2016年に、当時の厚生労働省の委託事業、キャリア診断サービスを実施させてもらったのをきっかけに、株式会社ミテックさんとのお付き合いが続いています。

ミテックHP:ミテックの人材育成の紹介

社員約50名の建設会社として規模は県内で中堅どころの企業ですが、人材育成の取り組みとそこに向かう管理職の方々の姿勢はトップクラスだと思います。

もともと人材育成への取り組みは、費用対効果が見えづらくなかなかそこに時間とお金を投入する決断は難しいものです。中小企業にとってはなおさらだと思います。

ミテックさんでは、自社の人的課題を誠実に受け止めた上で、優先課題の中でも手のうち易いところからやっていこうと「メンター制度」という新人を育てるしくみの活用を始めました。

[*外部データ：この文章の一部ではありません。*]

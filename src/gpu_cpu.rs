//! Host emulation of the seed search kernel.
//!
//! Evaluates a batch across `lanes` scoped threads, each lane scanning a
//! contiguous slice in ascending order. Lanes reduce with `fetch_min`, so
//! the reported seed is the lowest match in the batch.

use std::sync::atomic::{AtomicU64, Ordering};
use std::thread;

use crate::batch::BatchDevice;
use crate::search::SearchTarget;
use crate::GscError;

const NO_MATCH: u64 = u64::MAX;

pub struct HostDevice {
    lanes: usize,
    target: Option<SearchTarget>,
    found: bool,
    seed: u64,
}

impl HostDevice {
    pub fn new(lanes: usize) -> Self {
        Self {
            lanes: lanes.max(1),
            target: None,
            found: false,
            seed: 0,
        }
    }
}

impl Default for HostDevice {
    fn default() -> Self {
        Self::new(
            std::thread::available_parallelism()
                .map(|n| n.get())
                .unwrap_or(1),
        )
    }
}

fn scan_lane(target: &SearchTarget, first: u64, len: u64, best: &AtomicU64) {
    for i in 0..len {
        let seed = first + i;
        if best.load(Ordering::Relaxed) < seed {
            return;
        }
        if target.matches(seed) {
            best.fetch_min(seed, Ordering::Relaxed);
            return;
        }
    }
}

impl BatchDevice for HostDevice {
    fn name(&self) -> &str {
        "host"
    }

    fn load_target(&mut self, target: &SearchTarget) -> Result<(), GscError> {
        self.target = Some(target.clone());
        Ok(())
    }

    fn reset_found(&mut self) -> Result<(), GscError> {
        self.found = false;
        Ok(())
    }

    fn dispatch(&mut self, start_seed: u64, count: u64) -> Result<(), GscError> {
        let target = self
            .target
            .as_ref()
            .ok_or_else(|| GscError::Device("dispatch before load_target".into()))?;
        if count == 0 {
            return Ok(());
        }
        let last = start_seed
            .checked_add(count - 1)
            .ok_or_else(|| GscError::Device("batch runs past the seed space".into()))?;
        let best = AtomicU64::new(NO_MATCH);
        let per_lane = count.div_ceil(self.lanes as u64);
        thread::scope(|s| {
            let mut first = start_seed;
            loop {
                let len = per_lane.min(last - first + 1);
                let best = &best;
                s.spawn(move || scan_lane(target, first, len, best));
                match first.checked_add(len) {
                    Some(next) if next <= last => first = next,
                    _ => break,
                }
            }
        });
        let winner = best.into_inner();
        // u64::MAX doubles as the sentinel, so check it explicitly
        if winner != NO_MATCH || (last == u64::MAX && target.matches(u64::MAX)) {
            self.found = true;
            self.seed = winner;
        }
        Ok(())
    }

    fn read_found(&mut self) -> Result<bool, GscError> {
        Ok(self.found)
    }

    fn read_seed(&mut self) -> Result<u64, GscError> {
        Ok(self.seed)
    }
}

#[cfg(test)]
mod tests {
    use super::*;

    #[test]
    fn reports_lowest_match_in_batch() {
        // 0xce: seeds 25 and 42 are the first two producers
        let mut dev = HostDevice::new(4);
        dev.load_target(&SearchTarget::from_bytes(&[0xce])).unwrap();
        dev.reset_found().unwrap();
        dev.dispatch(0, 64).unwrap();
        assert!(dev.read_found().unwrap());
        assert_eq!(dev.read_seed().unwrap(), 25);

        dev.reset_found().unwrap();
        dev.dispatch(26, 20).unwrap();
        assert!(dev.read_found().unwrap());
        assert_eq!(dev.read_seed().unwrap(), 42);
    }

    #[test]
    fn miss_leaves_flag_clear() {
        let mut dev = HostDevice::new(3);
        dev.load_target(&SearchTarget::from_bytes(&[0xce])).unwrap();
        dev.reset_found().unwrap();
        dev.dispatch(0, 25).unwrap();
        assert!(!dev.read_found().unwrap());
    }

    #[test]
    fn dispatch_without_target_fails() {
        let mut dev = HostDevice::new(1);
        assert!(matches!(dev.dispatch(0, 1), Err(GscError::Device(_))));
    }
}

先輩社員がペアを組んで新人と関わっていくことで、はじめて社会で働く経験をする新人の心理的サポートを行います。その先輩社員(メンターさん)もその役割をとおして、他者の価値観を理解できるようになったり、育成的な関わり方を工夫することができるようになるなど、多くの学びと成長が得られます。

さらに今年度はシニア層の面談も強化されています。豊富な知識・経験もありまた役職経験もある人が定年・再雇用という節目に向けて、自分がどう在りたいか?会社から求められる在り方はどうなのか?を立ち止まって考えることは、本人さんにとっても会社にとっても有効なことです。

ところで、個人的な話になりますが、私は道をつくったり配管をとおしたりというカタチに残る仕事をする人たちが好きです。とくに、面談で語られるおもてにでてこない苦労話(関連業者さんへの気遣いと進捗管理、利益を残しつつ納得のいく工事をする、無理をお願いするときの下請けさんとの信頼関係)など、大きな仕事をするための内側の大きな心理的葛藤の話には、いつも感動してしまうのです。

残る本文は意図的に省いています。